Cruise plays Ethan Hunt, the star member of a team of espionage agents working for the government division known as the Impossible Mission Force, or IMF for short. The team's leader, Jim Phelps (Jon Voight), sets the team out to catch a traitor to the country who is attempting to obtain a list of all of the real names of covert operatives in place around the world, known as a NOC list. During the course of the mission, everyone but Hunt, including Phelps, is killed by unseen assailants. Hunt is taken in by another IMF team, only to discover that the entire job was an attempt at finding a mole who is selling IMF secrets to an arms dealer known only as Max, and since Hunt is the only member of the team left alive, they believe he's the mole. Hunt, of course, knows that he isn't, so he escapes and begins his own investigation, aided by two hackers (Jean Reno and Ving Rhames), and the only other member of the team to survive, Phelp's wife (Emmanuelle Beart).

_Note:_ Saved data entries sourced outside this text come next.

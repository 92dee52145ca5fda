use std::env;

// Cargo only hands the target triple to build scripts, so we pass it along to the crate code,
// where it's used to describe the host platform.
fn main() {
    println!(
        "cargo:rustc-env=TARGET={}",
        env::var("TARGET").unwrap_or_else(|_| String::from("unknown"))
    );
    // By default Cargo only runs the build script when a file changes. This makes it re-run on
    // target change.
    println!("cargo:rerun-if-changed-env=TARGET");
}
#[test(tokio::test)]
async fn binaries_location_is_registered() -> Result<()> {
    let names = &["tool-1.0.0-linux-x86_64.zip", "tool-1.0.0-windows-x86_64.zip"];
    let mut server = Server::new_async().await;
    let url = server.url();
    let release = release_mock(
        &mut server,
        "/repos/owner/tool/releases/tags/1.0.0",
        release_body(&url, "1.0.0", names),
        1,
    )
    .await;
    let download = download_mock(
        &mut server,
        0,
        archive_bytes(
            "tool.zip",
            &[
                ("tool-1.0.0/bin/tool", "tool"),
                ("tool-1.0.0/bin/tool-helper", "helper"),
                ("tool-1.0.0/LICENSE", "license"),
            ],
        )?,
        1,
    )
    .await;

    let dirs = dirs()?;
    let report = BinrelBuilder::new()
        .project("owner/tool")
        .tag("1.0.0")
        .platform("linux")
        .arch("x64")
        .binaries_location(Path::new("tool-1.0.0/bin"))
        .rename_to("ignored")
        .tool_root(&dirs.tool_root)
        .api_base_url(&url)
        .path_registry(Box::new(GitHubPathFile::new(&dirs.github_path)))
        .build()?
        .install()
        .await?;

    let bin_dir = dirs
        .tool_root
        .join("owner/tool/1.0.0/linux-x64/tool-1.0.0/bin");
    assert_eq!(report.bin_dir, bin_dir);
    assert_eq!(
        report.installed,
        vec![bin_dir.join("tool"), bin_dir.join("tool-helper")]
    );
    assert_eq!(
        report.warnings,
        vec![InstallWarning::RenameIgnored {
            rename_to: "ignored".to_string(),
            file_count: 2,
        }]
    );
    assert_eq!(
        registered(&dirs)?,
        vec![bin_dir.to_string_lossy().to_string()]
    );

    release.assert_async().await;
    download.assert_async().await;
    Ok(())
}

#[test(tokio::test)]
async fn cached_bare_binary_registers_the_same_directory() -> Result<()> {
    let names = &["tool-darwin-amd64", "tool-linux-amd64"];
    let mut server = Server::new_async().await;
    let url = server.url();
    let release = release_mock(
        &mut server,
        "/repos/owner/tool/releases/tags/v1.0.0",
        release_body(&url, "v1.0.0", names),
        1,
    )
    .await;
    let download = download_mock(&mut server, 1, b"binary".to_vec(), 1).await;

    let dirs = dirs()?;
    let dest = dirs.tool_root.join("owner/tool/v1.0.0/linux-x64");
    for expect_hit in [false, true] {
        let report = BinrelBuilder::new()
            .project("owner/tool")
            .tag("v1.0.0")
            .platform("linux")
            .arch("x64")
            .disable_extension_matching()
            .binaries_location(Path::new("bin"))
            .tool_root(&dirs.tool_root)
            .cache_store(Box::new(DirCacheStore::new(&dirs.cache)))
            .api_base_url(&url)
            .path_registry(Box::new(GitHubPathFile::new(&dirs.github_path)))
            .build()?
            .install()
            .await?;

        assert_eq!(report.cache_hit, expect_hit);
        assert_eq!(report.bin_dir, dest);
        assert_eq!(fs::read(dest.join("tool-linux-amd64"))?, b"binary");
    }

    let dest = dest.to_string_lossy().to_string();
    assert_eq!(registered(&dirs)?, vec![dest.clone(), dest]);

    release.assert_async().await;
    download.assert_async().await;
    Ok(())
}

#[test(tokio::test)]
async fn asset_name_filter_ignores_case_for_archive_files() -> Result<()> {
    let names = &["mytool-linux-amd64.tar.gz", "other-linux-amd64.tar.gz"];
    let mut server = Server::new_async().await;
    let url = server.url();
    let release = release_mock(
        &mut server,
        "/repos/owner/tool/releases/tags/v1.0.0",
        release_body(&url, "v1.0.0", names),
        1,
    )
    .await;
    let download = download_mock(
        &mut server,
        0,
        archive_bytes(
            "mytool.tar.gz",
            &[("mytool-1.0.0/mytool", "tool"), ("mytool-1.0.0/README.md", "readme")],
        )?,
        1,
    )
    .await;

    let dirs = dirs()?;
    let report = BinrelBuilder::new()
        .project("owner/tool")
        .tag("v1.0.0")
        .platform("linux")
        .arch("x64")
        .matching("MyTool")
        .tool_root(&dirs.tool_root)
        .api_base_url(&url)
        .path_registry(Box::new(GitHubPathFile::new(&dirs.github_path)))
        .build()?
        .install()
        .await?;

    let dest = dirs.tool_root.join("owner/tool/v1.0.0/linux-x64");
    assert_eq!(report.asset.as_deref(), Some("mytool-linux-amd64.tar.gz"));
    assert_eq!(report.installed, vec![dest.join("mytool")]);

    release.assert_async().await;
    download.assert_async().await;
    Ok(())
}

The only film in the Mission: Impossible series to either name check the TV show or actually involve any of the plot-twisting intrigue the show was known for, this first foray really works well. Director Brian De Palma was an inspired choice, as the plot twisting suspense thriller is his bread and butter. He brings a real sense of style and a good amount of thrills to the proceedings. He even manages to throw in a few of his trademark diopter shots.
But, of course, De Palma is not the star of the film. That would be Tom Cruise. Personally, I think Cruise is underrated as an actor, but here he's in full action star mode. And you know what? He's damn good at it. There are very few people that can be as effortlessly charismatic as Cruise, and there's a reason he's one of the world's top movie stars, and his performance in Mission: Impossible is a perfect example why.

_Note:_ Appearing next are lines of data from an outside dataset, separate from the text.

/// The `builder` module contains the `BinrelBuilder` struct which is used to create a `Binrel`
/// instance.
use crate::{
    binrel::Binrel,
    cache::{CacheManager, CacheStore},
    config::InstallRequest,
    github::GitHub,
    installer::{ChmodMode, InstallPlan},
    matcher::{AssetMatcher, ExtensionMatch, MatchCriteria},
    paths::{PathRegistry, StdoutPaths},
    platform::PlatformDescriptor,
    release::{ReleaseSpec, LATEST},
};
use anyhow::{anyhow, Context, Result};
use log::debug;
use std::path::{Component, Path, PathBuf};

/// `BinrelBuilder` is used to create a [`Binrel`] instance.
#[derive(Debug, Default)]
#[allow(clippy::module_name_repetitions)]
pub struct BinrelBuilder<'a> {
    project: Option<String>,
    tag: Option<&'a str>,
    prerelease: bool,
    platform: Option<&'a str>,
    arch: Option<&'a str>,
    matching: Option<&'a str>,
    disable_extension_matching: bool,
    extension: Option<&'a str>,
    rename_to: Option<&'a str>,
    chmod: Option<ChmodMode>,
    binaries_location: Option<&'a Path>,
    tool_root: Option<PathBuf>,
    cache_store: Option<Box<dyn CacheStore>>,
    disable_cache: bool,
    token: Option<&'a str>,
    api_base_url: Option<&'a str>,
    path_registry: Option<Box<dyn PathRegistry>>,
}

impl<'a> BinrelBuilder<'a> {
    /// Returns a new empty `BinrelBuilder`.
    #[must_use]
    pub fn new() -> Self {
        BinrelBuilder::default()
    }

    /// Returns a builder with every setting from an [`InstallRequest`] applied. The tool root,
    /// cache store, token, API base URL, and path registry still need to be set separately. A
    /// request with caching turned off never uses the cache store.
    #[must_use]
    pub fn from_request(req: &'a InstallRequest) -> Self {
        let mut builder = Self::new()
            .project(&req.full_name())
            .tag(&req.tag)
            .prerelease(req.prerelease);
        builder.platform = req.platform.as_deref();
        builder.arch = req.arch.as_deref();
        builder.matching = req.asset_name.as_deref();
        builder.disable_extension_matching = !req.extension_matching;
        builder.extension = req.extension.as_deref();
        builder.rename_to = req.rename_to.as_deref();
        builder.chmod = req.chmod;
        builder.binaries_location = req.binaries_location.as_deref();
        builder.disable_cache = !req.cache;
        builder
    }

    /// Set the project to install, in `owner/repo` form, like `aquasecurity/tfsec`.
    ///
    /// You must set this.
    #[must_use]
    pub fn project(mut self, project: &str) -> Self {
        self.project = Some(project.to_string());
        self
    }

    /// Set the tag to install. By default the most recent release is installed, which is also
    /// what the tag `latest` asks for.
    #[must_use]
    pub fn tag(mut self, tag: &'a str) -> Self {
        self.tag = Some(tag);
        self
    }

    /// When installing the latest release, install the newest prerelease instead of the newest
    /// full release. This has no effect when a tag is set.
    #[must_use]
    pub fn prerelease(mut self, prerelease: bool) -> Self {
        self.prerelease = prerelease;
        self
    }

    /// Set the platform to install for, one of `linux`, `darwin`, or `windows`. If not set it is
    /// the platform this crate was compiled for.
    #[must_use]
    pub fn platform(mut self, platform: &'a str) -> Self {
        self.platform = Some(platform);
        self
    }

    /// Set the CPU architecture to install for, like `x64`, `amd64`, or `arm64`. If not set it is
    /// the architecture this crate was compiled for.
    #[must_use]
    pub fn arch(mut self, arch: &'a str) -> Self {
        self.arch = Some(arch);
        self
    }

    /// Set a string that the asset name must contain. This is also used to pick which files are
    /// installed from an archive.
    #[must_use]
    pub fn matching(mut self, matching: &'a str) -> Self {
        self.matching = Some(matching);
        self
    }

    /// Accept assets with any extension, including bare executables and packages.
    #[must_use]
    pub fn disable_extension_matching(mut self) -> Self {
        self.disable_extension_matching = true;
        self
    }

    /// Set a regex that asset names must end with instead of the default archive extensions.
    ///
    /// You cannot set this if you call `disable_extension_matching`.
    #[must_use]
    pub fn extension(mut self, extension: &'a str) -> Self {
        self.extension = Some(extension);
        self
    }

    /// The name to install the binary as. This is ignored, with a warning, when an archive
    /// contains more than one file.
    #[must_use]
    pub fn rename_to(mut self, name: &'a str) -> Self {
        self.rename_to = Some(name);
        self
    }

    /// Set the file mode for every installed binary.
    #[must_use]
    pub fn chmod(mut self, mode: ChmodMode) -> Self {
        self.chmod = Some(mode);
        self
    }

    /// Set the directory inside an archive that holds the binaries, like `dist/bin`.
    #[must_use]
    pub fn binaries_location(mut self, location: &'a Path) -> Self {
        self.binaries_location = Some(location);
        self
    }

    /// Set the directory that every release is installed under. Each release gets its own
    /// directory at `<tool root>/<owner>/<repo>/<tag>/<platform>-<arch>`.
    ///
    /// You must set this.
    #[must_use]
    pub fn tool_root<P: AsRef<Path>>(mut self, tool_root: P) -> Self {
        self.tool_root = Some(tool_root.as_ref().to_path_buf());
        self
    }

    /// Set the store used to cache installed releases. Without one nothing is cached.
    #[must_use]
    pub fn cache_store(mut self, store: Box<dyn CacheStore>) -> Self {
        self.cache_store = Some(store);
        self
    }

    /// Never read from or write to the cache store.
    #[must_use]
    pub fn disable_cache(mut self) -> Self {
        self.disable_cache = true;
        self
    }

    /// Set a token to use for API requests and downloads.
    #[must_use]
    pub fn token(mut self, token: &'a str) -> Self {
        self.token = Some(token);
        self
    }

    /// Set the base URL for the GitHub API. This is useful for testing or for GitHub Enterprise,
    /// where it looks like `https://github.my-corp.example.com/api/v3`.
    #[must_use]
    pub fn api_base_url(mut self, api_base_url: &'a str) -> Self {
        self.api_base_url = Some(api_base_url);
        self
    }

    /// Set where the directory holding the installed binaries is recorded. By default it is
    /// printed to stdout.
    #[must_use]
    pub fn path_registry(mut self, registry: Box<dyn PathRegistry>) -> Self {
        self.path_registry = Some(registry);
        self
    }

    /// Builds a new [`Binrel`] instance and returns it.
    ///
    /// # Errors
    ///
    /// If you have not set a required option (`project` and `tool_root`), have set incompatible
    /// options, or have set a platform that is not supported, this method will return an error.
    pub fn build(self) -> Result<Binrel> {
        let Some(project) = self.project.as_deref() else {
            return Err(anyhow!("You must set a project"));
        };
        let Some(tool_root) = self.tool_root.as_deref() else {
            return Err(anyhow!("You must set a tool root"));
        };
        if self.disable_extension_matching && self.extension.is_some() {
            return Err(anyhow!(
                "You cannot set an extension pattern and disable extension matching"
            ));
        }
        if let Some(name) = self.rename_to {
            check_file_name(name)?;
        }
        if let Some(location) = self.binaries_location {
            check_relative_path(location)?;
        }

        let spec = self.release_spec(project)?;
        let platform = PlatformDescriptor::build(self.platform, self.arch)?;
        let matcher = AssetMatcher::new(
            MatchCriteria::for_platform(&platform)
                .name_filter(self.matching)
                .extension(self.extension_match()?),
        );
        let plan = self.install_plan(tool_root, &spec, &platform);
        let source = GitHub::new(self.api_base_url, self.token)?;

        Ok(Binrel::new(
            spec,
            platform,
            matcher,
            plan,
            CacheManager::new(if self.disable_cache {
                None
            } else {
                self.cache_store
            }),
            Box::new(source),
            self.path_registry.unwrap_or_else(|| Box::new(StdoutPaths)),
        ))
    }

    fn release_spec(&self, project: &str) -> Result<ReleaseSpec> {
        let (owner, repo) = project
            .split_once('/')
            .filter(|(o, r)| !o.is_empty() && !r.is_empty() && !r.contains('/'))
            .ok_or_else(|| anyhow!("could not parse owner and repo name from {project}"))?;

        let tag = self
            .tag
            .map(str::trim)
            .filter(|t| !t.is_empty())
            .unwrap_or(LATEST);
        check_relative_path(Path::new(tag)).context("invalid tag")?;
        debug!("Parsed {project} = {owner} / {repo}, tag = {tag}");

        Ok(ReleaseSpec {
            owner: owner.to_string(),
            project: repo.to_string(),
            tag: tag.to_string(),
            prerelease: self.prerelease,
        })
    }

    fn extension_match(&self) -> Result<ExtensionMatch> {
        if self.disable_extension_matching {
            return Ok(ExtensionMatch::Disabled);
        }
        match self.extension {
            Some(pattern) => ExtensionMatch::pattern(pattern)
                .with_context(|| format!("invalid extension pattern `{pattern}`")),
            None => Ok(ExtensionMatch::Default),
        }
    }

    fn install_plan(
        &self,
        tool_root: &Path,
        spec: &ReleaseSpec,
        platform: &PlatformDescriptor,
    ) -> InstallPlan {
        let destination_root = tool_root
            .join(&spec.owner)
            .join(&spec.project)
            .join(&spec.tag)
            .join(format!("{}-{}", platform.os(), platform.arch()));
        debug!("destination root = {}", destination_root.display());

        InstallPlan {
            destination_root,
            binaries_subpath: self.binaries_location.map(Path::to_path_buf),
            rename_to: self.rename_to.map(String::from),
            chmod: self.chmod,
            binary_filter: self.matching.map(String::from),
        }
    }
}

fn check_file_name(name: &str) -> Result<()> {
    let mut components = Path::new(name).components();
    match (components.next(), components.next()) {
        (Some(Component::Normal(_)), None) => Ok(()),
        _ => Err(anyhow!("`{name}` is not a plain file name")),
    }
}

fn check_relative_path(path: &Path) -> Result<()> {
    if path
        .components()
        .all(|c| matches!(c, Component::Normal(_) | Component::CurDir))
    {
        Ok(())
    } else {
        Err(anyhow!(
            "`{}` must be a relative path without `..`",
            path.display()
        ))
    }
}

The other gem in the flick is Jon Voight. Voight, a thoroughly underused actor these days, brings class and distinction to the flick. The other supporting actors vary in quality. Ving Rhames and Emmanuelle Beart work well, but Jean Reno is over the top and Emilio Estevez cannot be ushered out of the picture too soon. Vanessa Redgrave has a wonderful cameo as Max, featuring some great interplay with Cruise.
The other aspect that really makes the movie tick is the screenplay by David Koepp and Robert Towne. Unlike the following two sequels, Koepp and Towne bothered to include some actual intrigue. Mission: Impossible actually feels like a spy movie with some action, instead of an action movie that happens to have a spy in it. The plot seems confusing at first, but after having not seen the film for over ten years, I understood it better now than I did back in the theaters. Just a good time for all.
The Blu-ray Disc:
Paramount Pictures presents Mission: Impossible in a 2.35:1 MPEG-2 transfer. This is the same disc that was found in the Ultimate Missions Collection available on both HD DVD and Blu-ray. I was pleasantly surprised at the generally high level of quality on display here. It's not perfect, though. Several of the darker scenes exhibit low detail, and a couple of scenes at sunset look downright dreadful. Furthermore, there are marks and scratches here and there on the source print. But overall, I was pleased with the HD image on display.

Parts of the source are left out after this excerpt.